Recorded data |
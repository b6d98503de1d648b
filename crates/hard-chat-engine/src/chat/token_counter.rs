use std::sync::Arc;

use super::templates::PromptFormatter;
use crate::error::ChatError;
use crate::inference::InferenceBackend;
use crate::types::ConversationTurn;

/// Measures the token length of the prompt a turn would send.
#[derive(Clone)]
pub struct TokenCounter {
    inference: Arc<dyn InferenceBackend>,
    formatter: PromptFormatter,
}

impl TokenCounter {
    pub fn new(inference: Arc<dyn InferenceBackend>, formatter: PromptFormatter) -> Self {
        Self {
            inference,
            formatter,
        }
    }

    pub fn count(
        &self,
        message: &str,
        history: &[ConversationTurn],
        system_prompt: &str,
    ) -> Result<usize, ChatError> {
        let prompt = self.formatter.format(message, history, system_prompt);
        self.inference.count_tokens(&prompt)
    }
}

Your task | Nothing in the listing above may be altered; transcribe all of it.

Output below |
repository b6d98503de1d648b
filename crates/hard-chat-engine/src/chat/token_counter.rs
use std::sync::Arc;

use super::templates::PromptFormatter;
use crate::error::ChatError;
use crate::inference::InferenceBackend;
use crate::types::ConversationTurn;

/// Measures the token length of the prompt a turn would send.
#[derive(Clone)]
pub struct TokenCounter {
    inference: Arc<dyn InferenceBackend>,
    formatter: PromptFormatter,
}

impl TokenCounter {
    pub fn new(inference: Arc<dyn InferenceBackend>, formatter: PromptFormatter) -> Self {
        Self {
            inference,
            formatter,
        }
    }

    pub fn count(
        &self,
        message: &str,
        history: &[ConversationTurn],
        system_prompt: &str,
    ) -> Result<usize, ChatError> {
        let prompt = self.formatter.format(message, history, system_prompt);
        self.inference.count_tokens(&prompt)
    }
}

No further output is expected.